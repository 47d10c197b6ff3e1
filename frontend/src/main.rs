use log::info;
use yew::prelude::*;
use yew_router::prelude::*;

mod config;
mod content;
mod hooks;
mod styles;
mod components {
    pub mod animated_counter;
    pub mod icons;
}
mod pages {
    pub mod landing;
    pub mod signup;
}
mod services {
    pub mod carousel;
    pub mod clock;
    pub mod jitter;
    pub mod theme;
    pub mod weather;
}

use pages::{landing::Landing, signup::Signup};
use services::theme::BrowserThemeService;

#[derive(Clone, Routable, PartialEq)]
pub enum Route {
    #[at("/")]
    Home,
    #[at("/signup")]
    Signup,
    #[not_found]
    #[at("/404")]
    NotFound,
}

fn switch(routes: Route) -> Html {
    match routes {
        Route::Home => {
            info!("Rendering Landing page");
            html! { <Landing /> }
        }
        Route::Signup => {
            info!("Rendering Signup page");
            html! { <Signup /> }
        }
        Route::NotFound => {
            info!("Unknown route, back to landing");
            html! { <Redirect<Route> to={Route::Home} /> }
        }
    }
}

#[function_component]
fn App() -> Html {
    html! {
        <>
            <style>{ styles::BASE_CSS }</style>
            <BrowserRouter>
                <Switch<Route> render={switch} />
            </BrowserRouter>
        </>
    }
}

fn main() {
    // Initialize console error panic hook for better error messages
    console_error_panic_hook::set_once();

    console_log::init_with_level(config::log_level()).expect("error initializing log");

    // Set the dark class before anything is drawn so the page never flashes
    // the wrong theme.
    let theme = BrowserThemeService::browser().apply_initial();
    info!("Starting RunCrew with {} theme", theme);

    yew::Renderer::<App>::new().render();
}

──────────

_EXERCISE REQUIREMENTS_
Check each line of the material for the word "main". Copy the ones that have it.

_RESULT FOR THIS EXERCISE_
filename frontend/src/main.rs
fn main() {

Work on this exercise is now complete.